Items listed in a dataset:
◆ ◆ ◆ ◆ ◆

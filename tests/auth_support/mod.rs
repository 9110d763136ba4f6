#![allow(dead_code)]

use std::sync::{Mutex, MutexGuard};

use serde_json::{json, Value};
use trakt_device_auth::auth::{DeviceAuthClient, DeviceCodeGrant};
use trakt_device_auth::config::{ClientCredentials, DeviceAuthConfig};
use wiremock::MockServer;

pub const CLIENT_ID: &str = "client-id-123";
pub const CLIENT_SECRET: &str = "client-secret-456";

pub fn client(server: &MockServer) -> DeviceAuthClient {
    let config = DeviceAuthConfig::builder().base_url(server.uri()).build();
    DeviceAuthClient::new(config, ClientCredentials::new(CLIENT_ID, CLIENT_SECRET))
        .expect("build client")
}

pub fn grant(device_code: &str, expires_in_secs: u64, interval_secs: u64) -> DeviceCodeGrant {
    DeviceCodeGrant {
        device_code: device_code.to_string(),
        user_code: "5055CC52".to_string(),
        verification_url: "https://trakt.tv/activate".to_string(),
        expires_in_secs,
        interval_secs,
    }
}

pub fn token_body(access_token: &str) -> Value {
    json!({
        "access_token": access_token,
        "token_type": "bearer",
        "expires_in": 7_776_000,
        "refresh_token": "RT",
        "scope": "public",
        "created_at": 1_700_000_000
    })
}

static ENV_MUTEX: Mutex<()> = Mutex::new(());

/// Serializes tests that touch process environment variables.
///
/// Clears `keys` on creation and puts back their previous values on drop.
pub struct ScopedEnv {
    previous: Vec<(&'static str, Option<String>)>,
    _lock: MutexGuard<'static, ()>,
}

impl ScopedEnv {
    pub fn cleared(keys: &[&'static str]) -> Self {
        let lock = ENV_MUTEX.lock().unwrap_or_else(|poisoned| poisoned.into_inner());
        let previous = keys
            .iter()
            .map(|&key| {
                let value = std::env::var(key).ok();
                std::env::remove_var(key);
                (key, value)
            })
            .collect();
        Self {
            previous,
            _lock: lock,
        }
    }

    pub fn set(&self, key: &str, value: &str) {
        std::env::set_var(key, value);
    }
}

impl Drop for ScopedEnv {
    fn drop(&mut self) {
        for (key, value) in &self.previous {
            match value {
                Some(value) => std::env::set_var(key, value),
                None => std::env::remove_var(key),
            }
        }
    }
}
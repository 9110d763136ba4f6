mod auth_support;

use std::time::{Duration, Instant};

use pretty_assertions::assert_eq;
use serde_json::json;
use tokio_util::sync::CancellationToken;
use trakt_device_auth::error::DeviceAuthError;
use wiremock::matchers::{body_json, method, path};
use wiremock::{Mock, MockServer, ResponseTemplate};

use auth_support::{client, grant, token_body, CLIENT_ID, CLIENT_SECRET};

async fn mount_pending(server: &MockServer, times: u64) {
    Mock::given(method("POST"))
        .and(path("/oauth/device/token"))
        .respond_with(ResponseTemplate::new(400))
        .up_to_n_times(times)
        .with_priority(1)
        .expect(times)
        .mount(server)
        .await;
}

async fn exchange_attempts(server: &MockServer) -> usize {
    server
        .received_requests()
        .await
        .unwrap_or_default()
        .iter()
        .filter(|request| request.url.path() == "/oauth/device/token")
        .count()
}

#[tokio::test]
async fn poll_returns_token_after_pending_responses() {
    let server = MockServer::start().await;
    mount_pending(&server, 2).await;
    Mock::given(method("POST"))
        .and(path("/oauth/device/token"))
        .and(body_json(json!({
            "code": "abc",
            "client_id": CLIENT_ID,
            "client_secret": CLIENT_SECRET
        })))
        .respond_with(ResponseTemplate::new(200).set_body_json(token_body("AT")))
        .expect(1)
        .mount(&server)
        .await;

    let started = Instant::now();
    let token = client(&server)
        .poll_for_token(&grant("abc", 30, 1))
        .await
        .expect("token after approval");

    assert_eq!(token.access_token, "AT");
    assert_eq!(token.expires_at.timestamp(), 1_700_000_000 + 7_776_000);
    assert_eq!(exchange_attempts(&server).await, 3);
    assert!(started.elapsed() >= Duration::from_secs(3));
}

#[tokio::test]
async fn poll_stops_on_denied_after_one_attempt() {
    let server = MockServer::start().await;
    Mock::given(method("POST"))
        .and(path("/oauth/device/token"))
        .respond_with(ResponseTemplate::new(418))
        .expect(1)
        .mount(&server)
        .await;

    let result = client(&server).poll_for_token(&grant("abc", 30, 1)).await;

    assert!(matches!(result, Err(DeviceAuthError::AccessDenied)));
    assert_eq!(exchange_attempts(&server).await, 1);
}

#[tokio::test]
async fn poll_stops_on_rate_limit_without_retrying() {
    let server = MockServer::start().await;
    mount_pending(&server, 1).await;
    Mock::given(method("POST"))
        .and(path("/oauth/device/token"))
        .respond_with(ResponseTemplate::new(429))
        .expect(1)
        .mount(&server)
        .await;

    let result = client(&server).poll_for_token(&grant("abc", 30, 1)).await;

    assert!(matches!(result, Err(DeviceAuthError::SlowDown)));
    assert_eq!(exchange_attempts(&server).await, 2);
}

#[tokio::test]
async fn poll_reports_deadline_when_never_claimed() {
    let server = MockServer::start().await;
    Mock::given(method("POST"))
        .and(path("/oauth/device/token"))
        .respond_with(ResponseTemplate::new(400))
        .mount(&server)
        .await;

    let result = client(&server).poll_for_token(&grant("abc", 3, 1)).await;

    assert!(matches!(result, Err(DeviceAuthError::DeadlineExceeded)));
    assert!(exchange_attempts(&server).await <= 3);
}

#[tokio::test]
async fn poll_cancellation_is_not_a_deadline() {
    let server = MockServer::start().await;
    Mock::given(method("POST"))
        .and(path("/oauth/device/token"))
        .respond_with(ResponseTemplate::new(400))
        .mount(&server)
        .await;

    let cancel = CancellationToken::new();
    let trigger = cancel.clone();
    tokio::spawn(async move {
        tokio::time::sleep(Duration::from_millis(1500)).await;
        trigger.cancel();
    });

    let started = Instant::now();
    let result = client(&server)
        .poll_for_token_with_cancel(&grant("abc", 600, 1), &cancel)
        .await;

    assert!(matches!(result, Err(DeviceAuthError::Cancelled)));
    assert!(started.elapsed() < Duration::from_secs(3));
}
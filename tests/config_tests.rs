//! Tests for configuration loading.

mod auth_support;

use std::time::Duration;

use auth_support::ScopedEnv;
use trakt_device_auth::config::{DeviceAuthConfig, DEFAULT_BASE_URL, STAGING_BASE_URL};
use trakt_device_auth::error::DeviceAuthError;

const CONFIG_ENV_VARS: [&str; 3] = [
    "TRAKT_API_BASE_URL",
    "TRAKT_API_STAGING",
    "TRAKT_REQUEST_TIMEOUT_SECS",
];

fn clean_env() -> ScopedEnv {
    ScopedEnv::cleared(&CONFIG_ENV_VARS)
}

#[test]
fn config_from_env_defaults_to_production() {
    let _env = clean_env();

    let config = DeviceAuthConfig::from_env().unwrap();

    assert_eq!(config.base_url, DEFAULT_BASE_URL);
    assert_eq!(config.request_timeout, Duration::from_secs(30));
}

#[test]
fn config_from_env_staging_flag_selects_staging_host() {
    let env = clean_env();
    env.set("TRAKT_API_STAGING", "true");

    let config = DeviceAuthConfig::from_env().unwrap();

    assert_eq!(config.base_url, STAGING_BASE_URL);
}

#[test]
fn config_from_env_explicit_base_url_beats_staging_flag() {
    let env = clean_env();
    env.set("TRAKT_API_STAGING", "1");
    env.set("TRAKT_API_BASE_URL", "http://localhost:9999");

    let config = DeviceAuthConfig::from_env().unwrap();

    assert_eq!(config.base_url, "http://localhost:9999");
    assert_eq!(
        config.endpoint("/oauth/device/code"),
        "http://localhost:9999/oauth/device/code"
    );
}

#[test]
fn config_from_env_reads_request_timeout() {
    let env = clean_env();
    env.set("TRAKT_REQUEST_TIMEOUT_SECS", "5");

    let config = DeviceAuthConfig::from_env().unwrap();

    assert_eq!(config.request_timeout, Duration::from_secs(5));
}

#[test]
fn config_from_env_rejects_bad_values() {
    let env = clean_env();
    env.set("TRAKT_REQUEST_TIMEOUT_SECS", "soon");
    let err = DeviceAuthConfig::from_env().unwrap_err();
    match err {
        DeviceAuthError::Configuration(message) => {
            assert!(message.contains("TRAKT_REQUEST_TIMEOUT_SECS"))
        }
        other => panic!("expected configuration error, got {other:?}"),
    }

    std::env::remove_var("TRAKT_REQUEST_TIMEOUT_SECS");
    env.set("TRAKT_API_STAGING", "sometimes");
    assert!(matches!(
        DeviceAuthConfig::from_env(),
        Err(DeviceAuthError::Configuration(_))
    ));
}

◆ ◆ ◆ ◆ ◆

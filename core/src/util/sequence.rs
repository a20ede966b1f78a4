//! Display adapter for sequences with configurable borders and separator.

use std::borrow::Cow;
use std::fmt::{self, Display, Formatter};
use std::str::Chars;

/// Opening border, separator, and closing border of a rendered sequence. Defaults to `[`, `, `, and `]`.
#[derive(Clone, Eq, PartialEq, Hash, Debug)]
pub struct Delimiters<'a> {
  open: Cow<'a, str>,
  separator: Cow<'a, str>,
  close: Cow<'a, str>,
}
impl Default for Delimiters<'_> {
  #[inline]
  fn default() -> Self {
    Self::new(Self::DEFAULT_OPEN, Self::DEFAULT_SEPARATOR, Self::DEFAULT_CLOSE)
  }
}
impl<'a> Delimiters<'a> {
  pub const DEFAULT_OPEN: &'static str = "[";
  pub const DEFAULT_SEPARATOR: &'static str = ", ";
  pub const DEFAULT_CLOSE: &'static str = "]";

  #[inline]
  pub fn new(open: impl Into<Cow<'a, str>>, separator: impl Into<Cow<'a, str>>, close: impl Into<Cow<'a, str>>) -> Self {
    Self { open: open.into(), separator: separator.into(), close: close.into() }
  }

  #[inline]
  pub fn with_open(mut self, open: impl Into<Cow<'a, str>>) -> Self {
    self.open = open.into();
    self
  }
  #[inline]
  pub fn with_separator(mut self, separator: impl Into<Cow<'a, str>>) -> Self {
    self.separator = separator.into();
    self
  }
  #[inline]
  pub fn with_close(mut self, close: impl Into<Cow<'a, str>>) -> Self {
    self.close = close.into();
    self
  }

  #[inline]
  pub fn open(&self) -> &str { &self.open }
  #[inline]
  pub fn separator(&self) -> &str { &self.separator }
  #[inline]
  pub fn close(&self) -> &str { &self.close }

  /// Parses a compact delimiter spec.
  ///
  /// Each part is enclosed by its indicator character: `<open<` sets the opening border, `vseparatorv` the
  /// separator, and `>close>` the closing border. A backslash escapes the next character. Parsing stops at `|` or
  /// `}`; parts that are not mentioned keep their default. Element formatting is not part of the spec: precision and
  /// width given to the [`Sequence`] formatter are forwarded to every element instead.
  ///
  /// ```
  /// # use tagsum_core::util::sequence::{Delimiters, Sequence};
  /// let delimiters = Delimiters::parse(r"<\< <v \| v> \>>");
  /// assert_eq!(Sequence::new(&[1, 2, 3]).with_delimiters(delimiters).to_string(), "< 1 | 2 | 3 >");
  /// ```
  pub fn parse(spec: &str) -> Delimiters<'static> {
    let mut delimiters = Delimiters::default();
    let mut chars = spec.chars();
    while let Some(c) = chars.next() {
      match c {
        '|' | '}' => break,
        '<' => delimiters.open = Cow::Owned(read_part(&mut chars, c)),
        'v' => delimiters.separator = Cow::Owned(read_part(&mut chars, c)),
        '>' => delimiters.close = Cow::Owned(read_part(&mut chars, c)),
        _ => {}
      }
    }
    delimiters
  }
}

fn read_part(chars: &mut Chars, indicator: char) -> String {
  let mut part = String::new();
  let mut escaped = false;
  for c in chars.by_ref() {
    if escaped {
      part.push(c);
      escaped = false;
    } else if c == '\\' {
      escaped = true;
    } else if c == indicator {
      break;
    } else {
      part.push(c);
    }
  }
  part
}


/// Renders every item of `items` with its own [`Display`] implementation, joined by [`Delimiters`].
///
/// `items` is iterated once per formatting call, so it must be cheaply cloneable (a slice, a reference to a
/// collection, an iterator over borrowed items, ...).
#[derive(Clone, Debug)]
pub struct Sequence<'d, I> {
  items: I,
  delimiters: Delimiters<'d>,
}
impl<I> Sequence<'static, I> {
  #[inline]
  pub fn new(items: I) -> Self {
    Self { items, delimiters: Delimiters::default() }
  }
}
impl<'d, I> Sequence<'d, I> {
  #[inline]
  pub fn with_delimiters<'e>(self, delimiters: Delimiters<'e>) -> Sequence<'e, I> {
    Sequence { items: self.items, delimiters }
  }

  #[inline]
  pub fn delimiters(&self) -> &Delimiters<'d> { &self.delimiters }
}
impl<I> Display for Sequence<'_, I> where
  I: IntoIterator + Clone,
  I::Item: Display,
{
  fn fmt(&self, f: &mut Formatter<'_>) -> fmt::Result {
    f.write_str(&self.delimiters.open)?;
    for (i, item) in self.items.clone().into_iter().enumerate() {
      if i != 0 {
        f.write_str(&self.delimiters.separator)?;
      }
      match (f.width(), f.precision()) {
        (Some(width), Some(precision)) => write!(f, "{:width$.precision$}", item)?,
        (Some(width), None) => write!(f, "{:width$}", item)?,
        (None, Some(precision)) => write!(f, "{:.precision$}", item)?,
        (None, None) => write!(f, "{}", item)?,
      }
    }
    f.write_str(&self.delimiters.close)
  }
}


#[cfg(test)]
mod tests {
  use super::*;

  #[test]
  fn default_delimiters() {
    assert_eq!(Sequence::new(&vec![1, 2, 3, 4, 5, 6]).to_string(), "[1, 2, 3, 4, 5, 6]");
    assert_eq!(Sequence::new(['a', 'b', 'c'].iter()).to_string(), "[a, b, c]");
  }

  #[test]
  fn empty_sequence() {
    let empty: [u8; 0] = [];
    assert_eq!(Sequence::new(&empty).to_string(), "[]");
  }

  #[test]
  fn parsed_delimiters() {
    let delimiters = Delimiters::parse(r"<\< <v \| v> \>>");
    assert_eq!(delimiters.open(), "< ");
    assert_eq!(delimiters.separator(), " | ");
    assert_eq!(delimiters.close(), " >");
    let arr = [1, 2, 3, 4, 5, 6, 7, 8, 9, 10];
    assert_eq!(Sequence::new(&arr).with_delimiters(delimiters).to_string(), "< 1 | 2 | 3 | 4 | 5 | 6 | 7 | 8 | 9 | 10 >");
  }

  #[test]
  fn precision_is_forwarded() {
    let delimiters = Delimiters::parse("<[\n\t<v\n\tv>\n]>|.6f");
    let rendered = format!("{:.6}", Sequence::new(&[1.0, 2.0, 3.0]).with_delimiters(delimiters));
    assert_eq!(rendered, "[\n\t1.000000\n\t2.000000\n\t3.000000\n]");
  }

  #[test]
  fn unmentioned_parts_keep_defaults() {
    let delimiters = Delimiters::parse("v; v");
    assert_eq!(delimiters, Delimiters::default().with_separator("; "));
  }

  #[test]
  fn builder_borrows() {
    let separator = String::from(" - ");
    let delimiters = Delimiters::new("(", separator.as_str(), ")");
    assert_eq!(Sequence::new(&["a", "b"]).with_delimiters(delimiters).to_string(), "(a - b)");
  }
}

◆ ◆ ◆ ◆ ◆

## Directions for this task
Tally the lines in the records that contain the word "elapsed"; the answer is that number and nothing more.

## Task solution
2